What you will do: Look over the lines below. Report each one that includes the string "HashSet".

Materials provided:
============================================================

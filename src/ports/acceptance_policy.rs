//! AcceptancePolicy port - who may accept or withdraw an answer.

use crate::domain::foundation::UserId;
use crate::domain::qna::{AcceptanceCapability, Question};

/// Decides the acceptance capability a user has on a question.
pub trait AcceptancePolicy: Send + Sync {
    fn capability(&self, user_id: &UserId, question: &Question) -> AcceptanceCapability;
}
//! In-process community backend.
//!
//! Keeps authoritative counters for one user's session, seeded from a
//! sample catalog. Every call is logged. Switching it offline makes every
//! call fail with a network error, which is how the optimistic-revert
//! paths are exercised without a server.

use async_trait::async_trait;
use std::collections::{HashMap, HashSet};
use std::sync::atomic::{AtomicBool, Ordering};
use tokio::sync::RwLock;

use crate::adapters::seed::SampleCatalog;
use crate::domain::drafts::QuestionSubmission;
use crate::domain::foundation::{AnswerId, QuestionId, UserId};
use crate::domain::qna::{Author, Question};
use crate::domain::voting::{UserVote, Votable, VotableItem};
use crate::ports::{BackendError, CommunityBackend};

#[derive(Debug, Default)]
struct BackendState {
    votes: HashMap<VotableItem, (i64, UserVote)>,
    followers: HashMap<QuestionId, (u32, bool)>,
    answers_by_question: HashMap<QuestionId, HashSet<AnswerId>>,
    accepted: HashMap<QuestionId, AnswerId>,
    comments: HashMap<AnswerId, u32>,
}

/// Community backend held in memory.
#[derive(Debug, Default)]
pub struct InMemoryCommunityBackend {
    state: RwLock<BackendState>,
    offline: AtomicBool,
}

impl InMemoryCommunityBackend {
    pub fn new() -> Self {
        Self::default()
    }

    /// Seeds authoritative counters from a catalog.
    pub fn from_catalog(catalog: &SampleCatalog) -> Self {
        let mut state = BackendState::default();
        for thread in &catalog.threads {
            let question = thread.question();
            let qid = *question.id();
            let tally = question.tally();
            state
                .votes
                .insert(question.votable_item(), (tally.count, tally.user_vote));
            state
                .followers
                .insert(qid, (question.follower_count(), question.is_following()));

            let ids = state.answers_by_question.entry(qid).or_default();
            for answer in thread.answers() {
                ids.insert(*answer.id());
            }
            for answer in thread.answers() {
                let tally = answer.tally();
                state
                    .votes
                    .insert(answer.votable_item(), (tally.count, tally.user_vote));
                state.comments.insert(*answer.id(), answer.comment_count());
                if answer.is_accepted() {
                    state.accepted.insert(qid, *answer.id());
                }
            }
        }

        Self {
            state: RwLock::new(state),
            offline: AtomicBool::new(false),
        }
    }

    /// While offline every call fails with `BackendError::Network`.
    pub fn set_offline(&self, offline: bool) {
        self.offline.store(offline, Ordering::SeqCst);
        tracing::info!(offline, "community backend connectivity changed");
    }

    pub fn is_offline(&self) -> bool {
        self.offline.load(Ordering::SeqCst)
    }

    /// Authoritative accepted answer for a question.
    pub async fn accepted_answer(&self, question_id: &QuestionId) -> Option<AnswerId> {
        self.state.read().await.accepted.get(question_id).copied()
    }

    /// Authoritative vote count for an item.
    pub async fn vote_count(&self, item: &VotableItem) -> Option<i64> {
        self.state.read().await.votes.get(item).map(|(count, _)| *count)
    }

    fn ensure_online(&self, operation: &'static str) -> Result<(), BackendError> {
        if self.is_offline() {
            tracing::warn!(operation, "community backend offline");
            return Err(BackendError::network("community backend is offline"));
        }
        Ok(())
    }
}

#[async_trait]
impl CommunityBackend for InMemoryCommunityBackend {
    async fn submit_vote(&self, item: VotableItem, vote: UserVote) -> Result<i64, BackendError> {
        self.ensure_online("submit_vote")?;
        let mut state = self.state.write().await;
        let entry = state.votes.entry(item).or_insert((0, UserVote::None));
        entry.0 += vote.weight() - entry.1.weight();
        entry.1 = vote;
        tracing::info!(%item, vote = vote.as_str(), vote_count = entry.0, "vote recorded");
        Ok(entry.0)
    }

    async fn submit_follow(
        &self,
        question_id: QuestionId,
        follow: bool,
    ) -> Result<u32, BackendError> {
        self.ensure_online("submit_follow")?;
        let mut state = self.state.write().await;
        let entry = state.followers.entry(question_id).or_insert((0, false));
        if entry.1 != follow {
            entry.0 = if follow {
                entry.0.saturating_add(1)
            } else {
                entry.0.saturating_sub(1)
            };
            entry.1 = follow;
        }
        tracing::info!(%question_id, follow, follower_count = entry.0, "follow recorded");
        Ok(entry.0)
    }

    async fn submit_accepted_answer(
        &self,
        question_id: QuestionId,
        answer_id: AnswerId,
    ) -> Result<(), BackendError> {
        self.ensure_online("submit_accepted_answer")?;
        let mut state = self.state.write().await;
        let belongs = state
            .answers_by_question
            .get(&question_id)
            .is_some_and(|ids| ids.contains(&answer_id));
        if !belongs {
            return Err(BackendError::not_found(format!(
                "answer {} on question {}",
                answer_id, question_id
            )));
        }
        state.accepted.insert(question_id, answer_id);
        tracing::info!(%question_id, %answer_id, "accepted answer recorded");
        Ok(())
    }

    async fn withdraw_accepted_answer(
        &self,
        question_id: QuestionId,
        answer_id: AnswerId,
    ) -> Result<(), BackendError> {
        self.ensure_online("withdraw_accepted_answer")?;
        let mut state = self.state.write().await;
        match state.accepted.get(&question_id) {
            Some(current) if *current == answer_id => {
                state.accepted.remove(&question_id);
                tracing::info!(%question_id, %answer_id, "accepted answer withdrawn");
                Ok(())
            }
            _ => Err(BackendError::conflict(format!(
                "answer {} is not the accepted answer",
                answer_id
            ))),
        }
    }

    async fn submit_comment(&self, answer_id: AnswerId, text: &str) -> Result<u32, BackendError> {
        self.ensure_online("submit_comment")?;
        if text.trim().is_empty() {
            return Err(BackendError::validation("comment text is empty"));
        }
        let mut state = self.state.write().await;
        let count = state.comments.entry(answer_id).or_insert(0);
        *count = count.saturating_add(1);
        tracing::info!(%answer_id, comment_count = *count, chars = text.len(), "comment recorded");
        Ok(*count)
    }

    async fn submit_new_question(
        &self,
        submission: QuestionSubmission,
        author_id: &UserId,
        author: &Author,
    ) -> Result<Question, BackendError> {
        self.ensure_online("submit_new_question")?;
        let question = Question::new(
            QuestionId::new(),
            author_id.clone(),
            author.clone(),
            submission.title,
            submission.description,
            submission.tags,
            submission.privacy,
        )
        .map_err(|e| BackendError::validation(e.message))?;

        let mut state = self.state.write().await;
        let qid = *question.id();
        state.votes.insert(question.votable_item(), (0, UserVote::None));
        state.followers.insert(qid, (0, false));
        state.answers_by_question.insert(qid, HashSet::new());
        tracing::info!(
            question_id = %qid,
            author_id = %author_id,
            title = %question.title(),
            "question recorded"
        );
        Ok(question)
    }
}

#[cfg(test)]
mod tests {
    use super::*;
    use crate::domain::qna::Privacy;

    fn seeded() -> (InMemoryCommunityBackend, SampleCatalog) {
        let catalog = SampleCatalog::builtin().unwrap();
        (InMemoryCommunityBackend::from_catalog(&catalog), catalog)
    }

    #[tokio::test]
    async fn vote_changes_are_relative_to_previous_vote() {
        let (backend, catalog) = seeded();
        // Seeded at 67 with the user's up vote.
        let item = catalog.threads[1].question().votable_item();

        assert_eq!(backend.submit_vote(item, UserVote::None).await.unwrap(), 66);
        assert_eq!(backend.submit_vote(item, UserVote::Down).await.unwrap(), 65);
        assert_eq!(backend.submit_vote(item, UserVote::Up).await.unwrap(), 67);
    }

    #[tokio::test]
    async fn repeated_follow_is_idempotent() {
        let (backend, catalog) = seeded();
        let qid = *catalog.threads[0].id();

        assert_eq!(backend.submit_follow(qid, true).await.unwrap(), 13);
        assert_eq!(backend.submit_follow(qid, true).await.unwrap(), 13);
        assert_eq!(backend.submit_follow(qid, false).await.unwrap(), 12);
    }

    #[tokio::test]
    async fn accepting_foreign_answer_is_not_found() {
        let (backend, catalog) = seeded();
        let roi = *catalog.threads[0].id();
        let foreign = *catalog.threads[1].answers()[0].id();

        let err = backend.submit_accepted_answer(roi, foreign).await.unwrap_err();
        assert!(matches!(err, BackendError::NotFound(_)));
    }

    #[tokio::test]
    async fn accept_then_withdraw() {
        let (backend, catalog) = seeded();
        let thread = &catalog.threads[0];
        let answer = *thread.answers()[0].id();

        backend.submit_accepted_answer(*thread.id(), answer).await.unwrap();
        assert_eq!(backend.accepted_answer(thread.id()).await, Some(answer));

        backend.withdraw_accepted_answer(*thread.id(), answer).await.unwrap();
        assert_eq!(backend.accepted_answer(thread.id()).await, None);

        let err = backend
            .withdraw_accepted_answer(*thread.id(), answer)
            .await
            .unwrap_err();
        assert!(matches!(err, BackendError::Conflict(_)));
    }

    #[tokio::test]
    async fn comment_increments_count() {
        let (backend, catalog) = seeded();
        let answer = *catalog.threads[0].answers()[0].id();
        assert_eq!(backend.submit_comment(answer, "Useful, thanks").await.unwrap(), 4);
    }

    #[tokio::test]
    async fn offline_backend_fails_with_network_error() {
        let (backend, catalog) = seeded();
        backend.set_offline(true);

        let err = backend
            .submit_follow(*catalog.threads[0].id(), true)
            .await
            .unwrap_err();
        assert!(matches!(err, BackendError::Network(_)));
        assert!(err.is_retryable());

        backend.set_offline(false);
        assert!(backend.submit_follow(*catalog.threads[0].id(), true).await.is_ok());
    }

    #[tokio::test]
    async fn new_question_gets_fresh_id_and_zero_counters() {
        let backend = InMemoryCommunityBackend::new();
        let submission = QuestionSubmission {
            title: "Cistern overflow routing?".to_string(),
            description: String::new(),
            tags: vec!["Rainwater Harvesting".to_string()],
            privacy: Privacy::Community,
        };
        let author_id = UserId::new("sarah-chen").unwrap();
        let author = Author::new("Dr. Sarah Chen", "Water Systems Engineer");

        let question = backend
            .submit_new_question(submission, &author_id, &author)
            .await
            .unwrap();

        assert_eq!(question.title(), "Cistern overflow routing?");
        assert_eq!(question.tally().count, 0);
        assert_eq!(question.privacy(), Privacy::Community);
        assert_eq!(backend.vote_count(&question.votable_item()).await, Some(0));
    }
}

============================================================

Answer for the task:
use std::collections::{HashMap, HashSet};
    answers_by_question: HashMap<QuestionId, HashSet<AnswerId>>,
        state.answers_by_question.insert(qid, HashSet::new());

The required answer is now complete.